I Got It From You, Dad
If you want proof that this shit is hereditary, you need look no further than my family. I have this shit, my kids have this shit, and at least one of my grandkids may have this shit (they’re too young for a full diagnosis as yet, but they’re definitely showing signs). The more I dig into things, the more I believe my dad also had this shit. He had communication challenges: Mom thought he was stuck up when she first met him because he just didn’t talk to people (later she found out he was “shy”). Emotional regulation was hard for him (to say the man had a “temper” is an understatement). His academic skills were amazing (his social skills, on the other hand, were not). And, he was very particular about how things needed to be done (his tools had to be stored just so, something I learned the fucking hard way). Unfortunately, he died in 2012, so we’ll never know for sure if he was autistic. But to me, it looks like there’s a fucking good chance of it.
My Childhood Was a Fucking Laugh Riot /s (that means “sarcastic” for you old fucks)

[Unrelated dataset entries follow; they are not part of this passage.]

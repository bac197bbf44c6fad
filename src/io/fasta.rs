use std::io::BufRead;

use crate::error::Result;
use crate::util::dna;

/// 一条 FASTA 记录；序列已规范化为 ACGTN 大写。
#[derive(Debug, Clone)]
pub struct FastaRecord {
    pub id: String,
    pub seq: Vec<u8>,
}

/// Streaming FASTA reader; holds at most one record in memory.
pub struct FastaReader<R: BufRead> {
    reader: R,
    buf: String,
    done: bool,
    peek_header: Option<String>,
}

impl<R: BufRead> FastaReader<R> {
    pub fn new(reader: R) -> Self {
        Self {
            reader,
            buf: String::new(),
            done: false,
            peek_header: None,
        }
    }

    pub fn next_record(&mut self) -> Result<Option<FastaRecord>> {
        if self.done {
            return Ok(None);
        }

        let header = if let Some(h) = self.peek_header.take() {
            h
        } else {
            loop {
                self.buf.clear();
                let n = self.reader.read_line(&mut self.buf)?;
                if n == 0 {
                    self.done = true;
                    return Ok(None);
                }
                if let Some(rest) = self.buf.strip_prefix('>') {
                    break rest.trim().to_string();
                }
            }
        };

        // contig id is the first word of the header
        let id = header.split_whitespace().next().unwrap_or("").to_string();

        let mut raw: Vec<u8> = Vec::new();
        loop {
            self.buf.clear();
            let n = self.reader.read_line(&mut self.buf)?;
            if n == 0 {
                self.done = true;
                break;
            }
            if let Some(rest) = self.buf.strip_prefix('>') {
                self.peek_header = Some(rest.trim().to_string());
                break;
            }
            raw.extend(self.buf.bytes().filter(|b| !b.is_ascii_whitespace()));
        }

        Ok(Some(FastaRecord { id, seq: dna::normalize_seq(&raw) }))
    }
}

impl<R: BufRead> Iterator for FastaReader<R> {
    type Item = Result<FastaRecord>;

    fn next(&mut self) -> Option<Self::Item> {
        self.next_record().transpose()
    }
}

#[cfg(test)]
mod tests {
    use super::*;
    use std::io::Cursor;

    #[test]
    fn parse_simple_fasta() {
        let data = b">chr1 first\nACgTNN\n>chr2\nAAA\n";
        let mut r = FastaReader::new(Cursor::new(&data[..]));

        let r1 = r.next_record().unwrap().unwrap();
        assert_eq!(r1.id, "chr1");
        assert_eq!(r1.seq, b"ACGTNN");

        let r2 = r.next_record().unwrap().unwrap();
        assert_eq!(r2.id, "chr2");
        assert_eq!(r2.seq, b"AAA");

        assert!(r.next_record().unwrap().is_none());
    }

    #[test]
    fn normalizes_crlf_whitespace_and_odd_letters() {
        let data = b"\n\n>chr1 desc\r\nAC g t x\r\n acgu\r\n>chr2 \r\n N N N \r\n";
        let records: Vec<FastaRecord> = FastaReader::new(Cursor::new(&data[..]))
            .collect::<Result<_>>()
            .unwrap();
        assert_eq!(records.len(), 2);
        assert_eq!(records[0].seq, b"ACGTNACGT");
        assert_eq!(records[1].id, "chr2");
        assert_eq!(records[1].seq, b"NNN");
    }
}
//! 批量查询：每条 guide 一个 rayon 任务，结果按输入顺序汇总。
//!
//! 请求明细时，每条 guide 先写自己的中间文件
//! `<GUIDE>_<序号>_<明细文件名>`（与明细文件同目录），全部完成后按输入顺序
//! 顺序拼接成最终文件并删除中间文件。取消或出错时只清理中间文件。

use std::fs::File;
use std::io::{BufRead, BufReader, BufWriter, Write};
use std::path::{Path, PathBuf};
use std::sync::atomic::{AtomicBool, Ordering};

use log::{debug, info, warn};
use rayon::prelude::*;

use crate::align::{AlignmentEngine, EditBuffer};
use crate::error::{OffTargetError, Result};
use crate::index::{Database, Findings, Hit, IndexKind, SketchEstimate};
use crate::util::dna;

const DETAIL_HEADER: &str = "guide\talignment_guide\talignment_ref\tdistance\tchromosome\tstart\tstrand";

#[derive(Debug, Clone, PartialEq, Eq)]
pub struct SearchRequest {
    pub distance: u32,
    /// Merged per-hit output file.
    pub detail: Option<PathBuf>,
    /// Keep the hit lists in the report, not only the counts.
    pub keep_hits: bool,
}

impl SearchRequest {
    pub fn new(distance: u32) -> Self {
        Self { distance, detail: None, keep_hits: false }
    }
}

#[derive(Debug, Clone, PartialEq, Eq)]
pub enum GuideSummary {
    /// `per_distance[k]` counts hits at exactly distance `k`.
    Exact { per_distance: Vec<u64>, hits: Vec<Hit> },
    Sketch(SketchEstimate),
}

impl GuideSummary {
    pub fn total(&self) -> u64 {
        match self {
            GuideSummary::Exact { per_distance, .. } => per_distance.iter().sum(),
            GuideSummary::Sketch(e) => e.estimate,
        }
    }
}

#[derive(Debug)]
pub struct GuideReport {
    pub guide: String,
    /// Per-guide failures (bad base, wrong length) do not abort the batch.
    pub outcome: Result<GuideSummary>,
}

#[derive(Debug)]
pub struct SearchReport {
    pub kind: IndexKind,
    pub distance: u32,
    pub guides: Vec<GuideReport>,
    pub detail: Option<PathBuf>,
}

impl SearchReport {
    pub fn failed(&self) -> usize {
        self.guides.iter().filter(|g| g.outcome.is_err()).count()
    }

    /// One row per guide, in input order.
    pub fn write_tsv<W: Write>(&self, mut w: W) -> std::io::Result<()> {
        let columns: Vec<String> = match self.kind {
            IndexKind::Sketch => vec!["estimate".into(), "neighbourhood_sum".into()],
            _ => (0..=self.distance)
                .map(|k| format!("D{}", k))
                .chain(std::iter::once("total".to_string()))
                .collect(),
        };
        writeln!(w, "guide\t{}\tnote", columns.join("\t"))?;

        for g in &self.guides {
            let cells: Vec<String> = match &g.outcome {
                Ok(GuideSummary::Exact { per_distance, .. }) => per_distance
                    .iter()
                    .map(u64::to_string)
                    .chain(std::iter::once(per_distance.iter().sum::<u64>().to_string()))
                    .collect(),
                Ok(GuideSummary::Sketch(e)) => vec![
                    e.estimate.to_string(),
                    e.neighbourhood.map_or_else(|| "NA".to_string(), |n| n.to_string()),
                ],
                Err(_) => vec!["NA".to_string(); columns.len()],
            };
            let note = match &g.outcome {
                Ok(_) => String::new(),
                Err(e) => e.to_string(),
            };
            writeln!(w, "{}\t{}\t{}", g.guide, cells.join("\t"), note)?;
        }
        w.flush()
    }
}

/// Reads guides one per line; blank lines, `#` comments and FASTA headers are skipped.
pub fn read_guides<R: BufRead>(reader: R) -> Result<Vec<String>> {
    let mut guides = Vec::new();
    for line in reader.lines() {
        let line = line?;
        let t = line.trim();
        if t.is_empty() || t.starts_with('#') || t.starts_with('>') {
            continue;
        }
        guides.push(t.to_string());
    }
    Ok(guides)
}

pub fn read_guides_file(path: &Path) -> Result<Vec<String>> {
    read_guides(BufReader::new(File::open(path)?))
}

pub struct QueryEngine<'db> {
    db: &'db Database,
}

impl<'db> QueryEngine<'db> {
    pub fn new(db: &'db Database) -> Self {
        Self { db }
    }

    pub fn run(&self, guides: &[String], req: &SearchRequest) -> Result<SearchReport> {
        self.run_cancellable(guides, req, &AtomicBool::new(false))
    }

    /// Like [`run`](Self::run); setting `cancel` stops the batch between guides.
    pub fn run_cancellable(&self, guides: &[String], req: &SearchRequest, cancel: &AtomicBool) -> Result<SearchReport> {
        self.db.check_distance(req.distance)?;
        let kind = self.db.kind();
        let detail = match &req.detail {
            Some(_) if kind == IndexKind::Sketch => {
                return Err(OffTargetError::config(
                    "a sketch database reports estimates only; detail output needs a linear or tree database",
                ));
            }
            Some(path) => Some(DetailTarget::new(path)?),
            None => None,
        };
        info!("searching {} guides at distance {} ({} index)", guides.len(), req.distance, kind);

        let results: Result<Vec<GuideReport>> = guides
            .par_iter()
            .enumerate()
            .map_init(EditBuffer::new, |buf, (i, raw)| {
                if cancel.load(Ordering::Relaxed) {
                    return Err(OffTargetError::Cancelled);
                }
                self.search_one(i, raw, req, detail.as_ref(), buf)
            })
            .collect();

        let reports = match results {
            Ok(r) => r,
            Err(e) => {
                if let Some(d) = &detail {
                    d.discard(guides);
                }
                return Err(e);
            }
        };

        if let Some(d) = &detail {
            d.merge(&reports)?;
            info!("detail written to {}", d.path.display());
        }
        let report = SearchReport {
            kind,
            distance: req.distance,
            guides: reports,
            detail: req.detail.clone(),
        };
        if report.failed() > 0 {
            warn!("{} of {} guides failed", report.failed(), report.guides.len());
        }
        Ok(report)
    }

    fn search_one(
        &self,
        index: usize,
        raw: &str,
        req: &SearchRequest,
        detail: Option<&DetailTarget>,
        buf: &mut EditBuffer,
    ) -> Result<GuideReport> {
        let name = raw.trim().to_ascii_uppercase();
        let parsed = dna::parse_guide(raw).and_then(|g| self.db.search(&g, req.distance, buf).map(|f| (f, g)));
        let (findings, guide) = match parsed {
            Ok(v) => v,
            Err(e) => {
                debug!("guide {} ({}) skipped: {}", index, raw, e);
                return Ok(GuideReport { guide: name, outcome: Err(e) });
            }
        };

        let summary = match findings {
            Findings::Estimate(e) => GuideSummary::Sketch(e),
            Findings::Hits(hits) => {
                let mut per_distance = vec![0u64; req.distance as usize + 1];
                for h in &hits {
                    per_distance[h.distance as usize] += 1;
                }
                if let Some(d) = detail {
                    d.write_part(index, &name, &guide, &hits, self.db)?;
                }
                let hits = if req.keep_hits { hits } else { Vec::new() };
                GuideSummary::Exact { per_distance, hits }
            }
        };
        Ok(GuideReport { guide: name, outcome: Ok(summary) })
    }
}

/// Final detail file plus the naming scheme of its per-guide parts.
struct DetailTarget {
    path: PathBuf,
    dir: PathBuf,
    file_name: String,
}

impl DetailTarget {
    fn new(path: &Path) -> Result<Self> {
        let file_name = path
            .file_name()
            .and_then(|n| n.to_str())
            .ok_or_else(|| OffTargetError::config(format!("detail path '{}' has no file name", path.display())))?
            .to_string();
        let dir = match path.parent() {
            Some(p) if !p.as_os_str().is_empty() => p.to_path_buf(),
            _ => PathBuf::from("."),
        };
        std::fs::create_dir_all(&dir)?;
        Ok(Self { path: path.to_path_buf(), dir, file_name })
    }

    fn part_path(&self, index: usize, guide: &str) -> PathBuf {
        self.dir.join(format!("{}_{}_{}", guide, index, self.file_name))
    }

    fn write_part(&self, index: usize, name: &str, guide: &[u8], hits: &[Hit], db: &Database) -> Result<()> {
        let mut w = BufWriter::new(File::create(self.part_path(index, name))?);
        let engine: &AlignmentEngine = db.engine();
        for h in hits {
            let (ag, ar) = match engine.align(guide, &h.sequence, h.distance) {
                Some(a) => (a.guide, a.reference),
                None => (
                    String::from_utf8_lossy(guide).into_owned(),
                    String::from_utf8_lossy(&h.sequence).into_owned(),
                ),
            };
            writeln!(
                w,
                "{}\t{}\t{}\t{}\t{}\t{}\t{}",
                name,
                ag,
                ar,
                h.distance,
                db.meta().contig_name(h.contig),
                h.position + 1,
                h.strand
            )?;
        }
        w.flush()?;
        Ok(())
    }

    /// 按输入顺序拼接中间文件，随后删除它们。
    fn merge(&self, reports: &[GuideReport]) -> Result<()> {
        let mut out = BufWriter::new(File::create(&self.path)?);
        writeln!(out, "{}", DETAIL_HEADER)?;
        let mut merged = 0usize;
        for (i, r) in reports.iter().enumerate() {
            if r.outcome.is_err() {
                continue;
            }
            let part = self.part_path(i, &r.guide);
            let mut f = File::open(&part)?;
            std::io::copy(&mut f, &mut out)?;
            std::fs::remove_file(&part)?;
            merged += 1;
        }
        out.flush()?;
        debug!("merged {} detail parts into {}", merged, self.path.display());
        Ok(())
    }

    /// Best-effort removal of every part a cancelled or failed run may have left.
    fn discard(&self, guides: &[String]) {
        for (i, g) in guides.iter().enumerate() {
            let part = self.part_path(i, &g.trim().to_ascii_uppercase());
            if part.exists() {
                if let Err(e) = std::fs::remove_file(&part) {
                    warn!("cannot remove {}: {}", part.display(), e);
                }
            }
        }
    }
}

#[cfg(test)]
mod tests {
    use super::*;
    use crate::genome::Genome;
    use crate::index::{build_database, BuildOptions};
    use crate::motif::{ExtensionSide, MotifSpec};

    fn toy_db(kind: IndexKind, root: &Path) -> Database {
        let genome = Genome::from_pairs(&[("chr1", &b"AAATGGCACAAATGGTT"[..]), ("chr2", &b"GAATGGAA"[..])]);
        let motif = MotifSpec::new("toy", "NNNXXX", "XXXNGG", true, true, 1, ExtensionSide::ThreePrime).unwrap();
        let dir = root.join(format!("{}", kind));
        let opts = BuildOptions { kind, prefix_len: 2, ..BuildOptions::default() };
        build_database(&genome, &motif, &opts, &dir).unwrap();
        Database::open(&dir).unwrap()
    }

    fn guides(list: &[&str]) -> Vec<String> {
        list.iter().map(|s| s.to_string()).collect()
    }

    #[test]
    fn counts_per_distance_in_input_order() {
        let tmp = tempfile::tempdir().unwrap();
        let db = toy_db(IndexKind::Linear, tmp.path());
        let req = SearchRequest { keep_hits: true, ..SearchRequest::new(1) };
        let report = QueryEngine::new(&db).run(&guides(&["aaa", "GAA", "ACGT", "AXA"]), &req).unwrap();

        assert_eq!(report.guides.len(), 4);
        assert_eq!(report.guides[0].guide, "AAA");
        match report.guides[0].outcome.as_ref().unwrap() {
            GuideSummary::Exact { per_distance, hits } => {
                // AAAC at chr1:0 and AAAT at chr1:9 are exact; GAAA on chr2 is one edit away
                assert_eq!(per_distance, &vec![2, 1]);
                assert_eq!(hits.len(), 3);
            }
            other => panic!("unexpected {:?}", other),
        }
        assert!(matches!(report.guides[2].outcome, Err(OffTargetError::InvalidLength { .. })));
        assert!(matches!(report.guides[3].outcome, Err(OffTargetError::InvalidBase { .. })));
        assert_eq!(report.failed(), 2);

        let mut tsv = Vec::new();
        report.write_tsv(&mut tsv).unwrap();
        let text = String::from_utf8(tsv).unwrap();
        let lines: Vec<&str> = text.lines().collect();
        assert_eq!(lines[0], "guide\tD0\tD1\ttotal\tnote");
        assert_eq!(lines[1], "AAA\t2\t1\t3\t");
        assert!(lines[3].starts_with("ACGT\tNA\tNA\tNA\t"));
    }

    #[test]
    fn detail_parts_are_merged_and_removed() {
        let tmp = tempfile::tempdir().unwrap();
        let db = toy_db(IndexKind::Tree, tmp.path());
        let out = tmp.path().join("out");
        let detail = out.join("hits.tsv");
        let req = SearchRequest { detail: Some(detail.clone()), ..SearchRequest::new(1) };
        let report = QueryEngine::new(&db).run(&guides(&["GAA", "AAA", "TTTT"]), &req).unwrap();
        assert_eq!(report.failed(), 1);

        let text = std::fs::read_to_string(&detail).unwrap();
        let lines: Vec<&str> = text.lines().collect();
        assert_eq!(lines.len(), 1 + 3 + 3);
        assert_eq!(lines[0], DETAIL_HEADER);
        assert!(lines[1..4].iter().all(|l| l.starts_with("GAA\t")));
        assert_eq!(lines[3], "GAA\tGAA\tGAA\t0\tchr2\t1\t+");
        assert!(lines[4..].iter().all(|l| l.starts_with("AAA\t")));

        let leftovers: Vec<_> = std::fs::read_dir(&out).unwrap().collect();
        assert_eq!(leftovers.len(), 1);
    }

    #[test]
    fn fatal_checks_happen_before_any_work() {
        let tmp = tempfile::tempdir().unwrap();
        let sketch = toy_db(IndexKind::Sketch, tmp.path());
        let req = SearchRequest { detail: Some(tmp.path().join("d.tsv")), ..SearchRequest::new(1) };
        assert!(matches!(
            QueryEngine::new(&sketch).run(&guides(&["AAA"]), &req),
            Err(OffTargetError::Configuration(_))
        ));
        assert!(matches!(
            QueryEngine::new(&sketch).run(&guides(&["AAA"]), &SearchRequest::new(3)),
            Err(OffTargetError::DistanceExceedsBuild { requested: 3, built: 1 })
        ));

        let report = QueryEngine::new(&sketch).run(&guides(&["AAA"]), &SearchRequest::new(0)).unwrap();
        match report.guides[0].outcome.as_ref().unwrap() {
            GuideSummary::Sketch(e) => {
                assert!(e.estimate >= 2);
                assert_eq!(e.neighbourhood, None);
            }
            other => panic!("unexpected {:?}", other),
        }
    }

    #[test]
    fn cancelled_batch_leaves_no_parts() {
        let tmp = tempfile::tempdir().unwrap();
        let db = toy_db(IndexKind::Linear, tmp.path());
        let out = tmp.path().join("cancel");
        let req = SearchRequest { detail: Some(out.join("hits.tsv")), ..SearchRequest::new(1) };
        let cancel = AtomicBool::new(true);
        let res = QueryEngine::new(&db).run_cancellable(&guides(&["AAA", "GAT"]), &req, &cancel);
        assert!(matches!(res, Err(OffTargetError::Cancelled)));
        assert_eq!(std::fs::read_dir(&out).unwrap().count(), 0);
    }

    #[test]
    fn guide_file_skips_comments_and_headers() {
        let input = "# guides\n>g1\nACGT\n\n  ttga  \n";
        assert_eq!(read_guides(input.as_bytes()).unwrap(), vec!["ACGT".to_string(), "ttga".to_string()]);
    }
}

As you can imagine, growing up with someone like that as your father was a roller coaster ride. There were times we really connected. And, there were times when I felt like I couldn’t do any-fucking-thing to suit him. And, neither of us had the faintest fucking idea what was going on, which only made things worse. I’m only now beginning to understand what he must have gone through, dealing with neurodivergence and not knowing it what the hell it was. I mean, it sucks for me and I know. But to be completely ignorant of why you’re so goddamn different and being treated like some kind of freak because of it? Fuuuck. On the plus side, I am gaining a new understanding of my dad and why our relationship was so fucking difficult. Which is not nothing.
Can We At Least Talk About Heredity and Neurodivergence? Please?
We can go on at length about the stupid shit the neurotypical world believes about neurodivergence. All the shit that makes it sound like such a fucking burden, or something to be dreaded and avoided at all costs, all the while pretty much ignoring the role of heredity in neurodivergence. And, while there is some truth to the burden/avoidance narrative, it’s not really because of the condition. It’s the way society treats the condition. But, things have come such a long way since my dad first dealt with his (possible) ASD. Hell, since I first dealt with it. These days, my kids and I have tools to deal with this shit that my dad couldn’t even dream of. And, maybe, just fucking maybe, providing more of those tools is where we should be placing our focus. Instead, we waste time on fuckery about Tylenol or vaccines or any of the other bullshit that causes all these goddamn Karens to mislay their fecal matter. I’d love it if we made that our focus, but I’m not holding my breath until it happens.